The terahertz range holds potential for ultra-wideband wireless communications applications, including 6G and beyond, due to large and under-utilized spectral bandwidth. Terahertz communications will benefit from channelization as individual channel bandwidths will be reduced, simplifying baseband and intermediate-frequency (IF) circuits. Furthermore, passive multiplexers enable power combining of several independent sources at different frequencies, which is beneficial to terahertz technology because factors including limited power and strong path loss restrict the achievable transmission distance.
Researchers have introduced the concept of gratingless tunneling multiplexers and employed it to realize a diplexer, triplexer, and 4×1 multiplexer for terahertz waves—all of which are both highly compact and efficient owing to in-slab beamforming technique.
The simplicity of this technique offers versatility.

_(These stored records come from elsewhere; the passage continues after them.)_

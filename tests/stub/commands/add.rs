//! Add pages, sections and locales.

use super::{load_manifest, page_dir, save_manifest, site_root, write_file};
use anyhow::{bail, Context, Result};
use serde_yaml::{Mapping, Value};
use std::fs;
use tracing::debug;

/// Create `pages/<name>/page.yml` with an empty section list.
pub fn page(name: &str, site: Option<&str>) -> Result<()> {
    let dir = page_dir(name, site)?;
    if dir.exists() {
        bail!("Page '{}' already exists", name);
    }
    fs::create_dir_all(&dir).with_context(|| format!("Failed to create {}", dir.display()))?;

    let mut manifest = Mapping::new();
    manifest.insert(Value::from("title"), Value::from(title_case(name)));
    manifest.insert(Value::from("sections"), Value::Sequence(Vec::new()));
    save_manifest(&dir, &manifest)?;

    println!("Added page {}", name);
    Ok(())
}

/// Create `<name>.md` on a page and register it in the manifest.
pub fn section(name: &str, page: &str, site: Option<&str>, position: Option<&str>) -> Result<()> {
    let dir = page_dir(page, site)?;
    let mut manifest = load_manifest(&dir)?;

    let mut sections = match manifest.get("sections") {
        Some(Value::Sequence(seq)) => seq.clone(),
        Some(Value::Null) | None => Vec::new(),
        Some(_) => bail!("'sections' in page '{}' is not a list", page),
    };
    if all_names(&sections).iter().any(|n| n == name) {
        bail!("Section '{}' already exists on page '{}'", name, page);
    }

    match position.map(parse_position).transpose()? {
        None => sections.push(Value::from(name)),
        Some(("under", parent)) => nest_under(&mut sections, parent, name)?,
        Some((placement, anchor)) => {
            let at = top_level_index(&sections, anchor)
                .with_context(|| format!("Section '{}' not found at top level", anchor))?;
            let at = if placement == "before" { at } else { at + 1 };
            sections.insert(at, Value::from(name));
        }
    }

    write_file(
        &dir.join(format!("{}.md", name)),
        &format!("---\ntype: Section\n---\n\n# {}\n", title_case(name)),
    )?;
    manifest.insert(Value::from("sections"), Value::Sequence(sections));
    save_manifest(&dir, &manifest)?;

    debug!("Added section {} to {}", name, dir.display());
    println!("Added section {} to page {}", name, page);
    Ok(())
}

/// Create `locales/<code>/` for every comma-separated code.
pub fn locale(codes: &str, site: Option<&str>) -> Result<()> {
    let root = site_root(site)?;
    let codes: Vec<&str> = codes
        .split(',')
        .map(str::trim)
        .filter(|c| !c.is_empty())
        .collect();
    if codes.is_empty() {
        bail!("No locale codes given");
    }

    for code in codes {
        let dir = root.join("locales").join(code);
        fs::create_dir_all(&dir).with_context(|| format!("Failed to create {}", dir.display()))?;
        println!("Added locale {}", code);
    }
    Ok(())
}

fn parse_position(position: &str) -> Result<(&str, &str)> {
    match position.split_once(':') {
        Some((kind @ ("under" | "before" | "after"), anchor)) if !anchor.is_empty() => {
            Ok((kind, anchor))
        }
        _ => bail!("Invalid position '{}'", position),
    }
}

/// Append `child` to `parent`'s group, turning a bare `parent` into a group.
/// Only top-level sections can take children.
fn nest_under(sections: &mut [Value], parent: &str, child: &str) -> Result<()> {
    for entry in sections.iter_mut() {
        if entry.as_str() == Some(parent) {
            let mut group = Mapping::new();
            group.insert(
                Value::from(parent),
                Value::Sequence(vec![Value::from(child)]),
            );
            *entry = Value::Mapping(group);
            return Ok(());
        }
        if let Value::Mapping(group) = entry {
            if let Some(Value::Sequence(children)) = group.get_mut(parent) {
                children.push(Value::from(child));
                return Ok(());
            }
        }
    }
    bail!("Parent section '{}' not found at top level", parent)
}

fn top_level_index(sections: &[Value], name: &str) -> Option<usize> {
    sections.iter().position(|entry| match entry {
        Value::String(s) => s == name,
        Value::Mapping(group) => group.contains_key(name),
        _ => false,
    })
}

fn all_names(sections: &[Value]) -> Vec<String> {
    let mut names = Vec::new();
    for entry in sections {
        match entry {
            Value::String(s) => names.push(s.clone()),
            Value::Mapping(group) => {
                for (key, children) in group {
                    if let Some(key) = key.as_str() {
                        names.push(key.to_string());
                    }
                    if let Value::Sequence(children) = children {
                        names.extend(children.iter().filter_map(|c| c.as_str().map(str::to_string)));
                    }
                }
            }
            _ => {}
        }
    }
    names
}

fn title_case(name: &str) -> String {
    name.split(|c: char| c == '-' || c == '_')
        .filter(|w| !w.is_empty())
        .map(|w| {
            let mut chars = w.chars();
            match chars.next() {
                Some(first) => first.to_uppercase().chain(chars).collect::<String>(),
                None => String::new(),
            }
        })
        .collect::<Vec<_>>()
        .join(" ")
}
use crate::support::sandbox;
use anyhow::Result;
use std::time::Duration;
use uniweb_harness::{
    HarnessError, InitOptions, PageOptions, PerformanceHelper, BULK_OPERATION,
};

#[tokio::test]
async fn test_bulk_pages_benchmark() -> Result<()> {
    let mut sb = sandbox().await?;
    sb.init_project("p", InitOptions::single_site()).await?;

    let mut perf = PerformanceHelper::new();
    let report = perf.benchmark_bulk_operations(&mut sb, 50).await?;

    assert_eq!(report.count, 50);
    assert!(report.avg_time_per_operation.is_finite());
    assert!(report.avg_time_per_operation >= 0.0);
    assert!(perf.measurement(BULK_OPERATION).is_some_and(|m| m.succeeded));
    for i in 0..50 {
        assert!(sb.file_exists(format!("pages/test-page-{}/page.yml", i)).await);
    }

    sb.cleanup().await;
    Ok(())
}

#[tokio::test]
async fn test_timed_operation_thresholds() -> Result<()> {
    let mut sb = sandbox().await?;
    let mut perf = PerformanceHelper::new();

    perf.time_operation("init", sb.init_project("p", InitOptions::single_site()))
        .await?;
    perf.expect_operation_faster_than("init", Duration::from_secs(60))?;

    let err = perf
        .expect_operation_faster_than("init", Duration::ZERO)
        .unwrap_err();
    assert!(matches!(err, HarnessError::TooSlow { .. }));

    let err = perf
        .expect_operation_faster_than("never-ran", Duration::from_secs(1))
        .unwrap_err();
    assert!(matches!(err, HarnessError::MissingMeasurement { .. }));

    sb.cleanup().await;
    Ok(())
}

#[tokio::test]
async fn test_failed_operation_still_measured() -> Result<()> {
    let mut sb = sandbox().await?;
    sb.init_project("p", InitOptions::single_site()).await?;
    let mut perf = PerformanceHelper::new();

    sb.add_page("dup", PageOptions::default()).await?;
    let result = perf
        .time_operation("dup", sb.add_page("dup", PageOptions::default()))
        .await;

    assert!(result.is_err());
    let measurement = perf.measurement("dup").copied();
    assert!(measurement.is_some_and(|m| !m.succeeded));
    assert_eq!(perf.report().len(), 1);

    sb.cleanup().await;
    Ok(())
}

A designer may specify a desired in-slab magnitude distribution mediated by a single physical parameter: waveguide-to-slab separation. Furthermore, the curvature of the waveguide may be optimized, e.g., using Gerchberg–Saxton hologram-like techniques to project near-arbitrary beam shapes into the slab.
The development of all-dielectric platforms for terahertz waves opens the door to established passive nanophotonic multiplexers, such as arrayed waveguide gratings (AWG). Devices of this sort employ a dielectric slab as a free-propagation region to which several waveguides may connect. However, AWGs are electrically large, requiring two free-propagation regions connected in parallel by an array of curved waveguides.